> TASK PROMPT: The data are to be restated in full, exactly as presented.

-=-=-

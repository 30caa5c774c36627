//! Implementor docs block: per-function link lists.
//!
//! Every function gets a `|F-implementors_docs|` substitution expanding to
//! a bullet list with the MPICH and OpenMPI man pages. Functions with a
//! known node in the MPI 3.1 standard get a second bullet list linking the
//! standard document; the fragment shape is chosen by whether the record
//! carries a node id.

use crate::emit::{mpich_url, open_mpi_url, standard_url};
use crate::registry::{FunctionRecord, Registry};

/// Render the implementor docs fragment for a single record.
///
/// The substitution header and its body are adjacent lines of one
/// fragment; no separator is required between them.
#[must_use]
pub fn implementors_fragment(record: &FunctionRecord) -> String {
    let name = &record.name;
    let mut lines = Vec::new();

    lines.push(format!(".. |{name}-implementors_docs| raw:: html"));
    lines.push(String::new());
    push_link_list(
        &mut lines,
        "Documentation from implementors:",
        &[
            (mpich_url(name), "MPICH"),
            (open_mpi_url(name), "OpenMPI"),
        ],
    );

    if let Some(node) = record.standard_node {
        push_link_list(
            &mut lines,
            "Documentation in the standard:",
            &[(standard_url(node), "MPI standard 3.1")],
        );
    }

    lines.join("\n")
}

/// Render the implementor docs block for a whole registry, one fragment
/// per record in registry order.
#[must_use]
pub fn implementors_block(registry: &Registry) -> String {
    registry
        .records()
        .map(implementors_fragment)
        .collect::<Vec<_>>()
        .join("\n\n")
}

/// Append a captioned bullet list of external links. Every line is
/// indented three spaces to sit inside the `raw:: html` directive body.
fn push_link_list(lines: &mut Vec<String>, caption: &str, links: &[(String, &str)]) {
    lines.push(format!("   <p>{caption}</p>"));
    lines.push("   <div>".to_string());
    lines.push("   <ul class=\"simple\">".to_string());
    for (url, text) in links {
        lines.push(format!(
            "   <li><p><a class=\"reference external\" href=\"{url}\">{text}</a></p></li>"
        ));
    }
    lines.push("   </ul>".to_string());
    lines.push("   </div>".to_string());
}

#[cfg(test)]
mod tests {
    use super::*;
    use crate::registry::Lesson;

    #[test]
    fn test_fragment_header() {
        let frag = implementors_fragment(&FunctionRecord::new("MPI_Get"));
        assert!(frag.starts_with(".. |MPI_Get-implementors_docs| raw:: html"));
    }

    #[test]
    fn test_fragment_without_node_has_one_link_list() {
        let frag = implementors_fragment(&FunctionRecord::new("MPI_Win_fence"));
        assert_eq!(frag.matches("<ul class=\"simple\">").count(), 1);
        assert_eq!(frag.matches("reference external").count(), 2);
        assert!(frag.contains("MPICH"));
        assert!(frag.contains("OpenMPI"));
        assert!(!frag.contains("MPI standard 3.1"));
    }

    #[test]
    fn test_fragment_with_node_has_two_link_lists() {
        let frag = implementors_fragment(&FunctionRecord::with_node("MPI_Wait", 64));
        assert_eq!(frag.matches("<ul class=\"simple\">").count(), 2);
        assert_eq!(frag.matches("reference external").count(), 3);
        assert!(frag.contains("MPI standard 3.1"));
        // second block's single URL carries the id twice
        let standard = frag.split("Documentation in the standard:").nth(1).unwrap();
        assert_eq!(standard.matches("64").count(), 2);
    }

    #[test]
    fn test_fragment_node_zero_is_known() {
        // 0 is a valid node id, not an "unknown" sentinel
        let frag = implementors_fragment(&FunctionRecord::with_node("MPI_Init", 0));
        assert!(frag.contains("node0.htm#Node0.html"));
    }

    #[test]
    fn test_mpi_get_270_standard_anchor() {
        let frag = implementors_fragment(&FunctionRecord::with_node("MPI_Get", 270));
        assert_eq!(frag.matches("node270.htm#Node270").count(), 1);
    }

    #[test]
    fn test_fragment_implementor_urls_interpolate_name() {
        let frag = implementors_fragment(&FunctionRecord::new("MPI_Allgatherv"));
        assert!(
            frag.contains("https://www.mpich.org/static/docs/latest/www3/MPI_Allgatherv.html")
        );
        assert!(frag.contains("https://www.open-mpi.org/doc/current/man3/MPI_Allgatherv.3.php"));
    }

    #[test]
    fn test_block_joins_fragments_in_order() {
        let reg = Registry {
            lessons: vec![Lesson {
                id: "x".to_string(),
                title: String::new(),
                functions: vec![
                    FunctionRecord::new("MPI_Get"),
                    FunctionRecord::with_node("MPI_Wait", 64),
                ],
            }],
        };
        let block = implementors_block(&reg);
        let expected = format!(
            "{}\n\n{}",
            implementors_fragment(&FunctionRecord::new("MPI_Get")),
            implementors_fragment(&FunctionRecord::with_node("MPI_Wait", 64))
        );
        assert_eq!(block, expected);
    }

    #[test]
    fn test_block_empty_registry() {
        assert_eq!(implementors_block(&Registry::default()), "");
    }
}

-=-=-

> WRITTEN ANSWER:
repository 30caa5c774c36627
//! Implementor docs block: per-function link lists.
//!
//! Every function gets a `|F-implementors_docs|` substitution expanding to
//! a bullet list with the MPICH and OpenMPI man pages. Functions with a
//! known node in the MPI 3.1 standard get a second bullet list linking the
//! standard document; the fragment shape is chosen by whether the record
//! carries a node id.

use crate::emit::{mpich_url, open_mpi_url, standard_url};
use crate::registry::{FunctionRecord, Registry};

/// Render the implementor docs fragment for a single record.
///
/// The substitution header and its body are adjacent lines of one
/// fragment; no separator is required between them.
#[must_use]
pub fn implementors_fragment(record: &FunctionRecord) -> String {
    let name = &record.name;
    let mut lines = Vec::new();

    lines.push(format!(".. |{name}-implementors_docs| raw:: html"));
    lines.push(String::new());
    push_link_list(
        &mut lines,
        "Documentation from implementors:",
        &[
            (mpich_url(name), "MPICH"),
            (open_mpi_url(name), "OpenMPI"),
        ],
    );

    if let Some(node) = record.standard_node {
        push_link_list(
            &mut lines,
            "Documentation in the standard:",
            &[(standard_url(node), "MPI standard 3.1")],
        );
    }

    lines.join("\n")
}

/// Render the implementor docs block for a whole registry, one fragment
/// per record in registry order.
#[must_use]
pub fn implementors_block(registry: &Registry) -> String {
    registry
        .records()
        .map(implementors_fragment)
        .collect::<Vec<_>>()
        .join("\n\n")
}

/// Append a captioned bullet list of external links. Every line is
/// indented three spaces to sit inside the `raw:: html` directive body.
fn push_link_list(lines: &mut Vec<String>, caption: &str, links: &[(String, &str)]) {
    lines.push(format!("   <p>{caption}</p>"));
    lines.push("   <div>".to_string());
    lines.push("   <ul class=\"simple\">".to_string());
    for (url, text) in links {
        lines.push(format!(
            "   <li><p><a class=\"reference external\" href=\"{url}\">{text}</a></p></li>"
        ));
    }
    lines.push("   </ul>".to_string());
    lines.push("   </div>".to_string());
}

#[cfg(test)]
mod tests {
    use super::*;
    use crate::registry::Lesson;

    #[test]
    fn test_fragment_header() {
        let frag = implementors_fragment(&FunctionRecord::new("MPI_Get"));
        assert!(frag.starts_with(".. |MPI_Get-implementors_docs| raw:: html"));
    }

    #[test]
    fn test_fragment_without_node_has_one_link_list() {
        let frag = implementors_fragment(&FunctionRecord::new("MPI_Win_fence"));
        assert_eq!(frag.matches("<ul class=\"simple\">").count(), 1);
        assert_eq!(frag.matches("reference external").count(), 2);
        assert!(frag.contains("MPICH"));
        assert!(frag.contains("OpenMPI"));
        assert!(!frag.contains("MPI standard 3.1"));
    }

    #[test]
    fn test_fragment_with_node_has_two_link_lists() {
        let frag = implementors_fragment(&FunctionRecord::with_node("MPI_Wait", 64));
        assert_eq!(frag.matches("<ul class=\"simple\">").count(), 2);
        assert_eq!(frag.matches("reference external").count(), 3);
        assert!(frag.contains("MPI standard 3.1"));
        // second block's single URL carries the id twice
        let standard = frag.split("Documentation in the standard:").nth(1).unwrap();
        assert_eq!(standard.matches("64").count(), 2);
    }

    #[test]
    fn test_fragment_node_zero_is_known() {
        // 0 is a valid node id, not an "unknown" sentinel
        let frag = implementors_fragment(&FunctionRecord::with_node("MPI_Init", 0));
        assert!(frag.contains("node0.htm#Node0.html"));
    }

    #[test]
    fn test_mpi_get_270_standard_anchor() {
        let frag = implementors_fragment(&FunctionRecord::with_node("MPI_Get", 270));
        assert_eq!(frag.matches("node270.htm#Node270").count(), 1);
    }

    #[test]
    fn test_fragment_implementor_urls_interpolate_name() {
        let frag = implementors_fragment(&FunctionRecord::new("MPI_Allgatherv"));
        assert!(
            frag.contains("https://www.mpich.org/static/docs/latest/www3/MPI_Allgatherv.html")
        );
        assert!(frag.contains("https://www.open-mpi.org/doc/current/man3/MPI_Allgatherv.3.php"));
    }

    #[test]
    fn test_block_joins_fragments_in_order() {
        let reg = Registry {
            lessons: vec![Lesson {
                id: "x".to_string(),
                title: String::new(),
                functions: vec![
                    FunctionRecord::new("MPI_Get"),
                    FunctionRecord::with_node("MPI_Wait", 64),
                ],
            }],
        };
        let block = implementors_block(&reg);
        let expected = format!(
            "{}\n\n{}",
            implementors_fragment(&FunctionRecord::new("MPI_Get")),
            implementors_fragment(&FunctionRecord::with_node("MPI_Wait", 64))
        );
        assert_eq!(block, expected);
    }

    #[test]
    fn test_block_empty_registry() {
        assert_eq!(implementors_block(&Registry::default()), "");
    }
}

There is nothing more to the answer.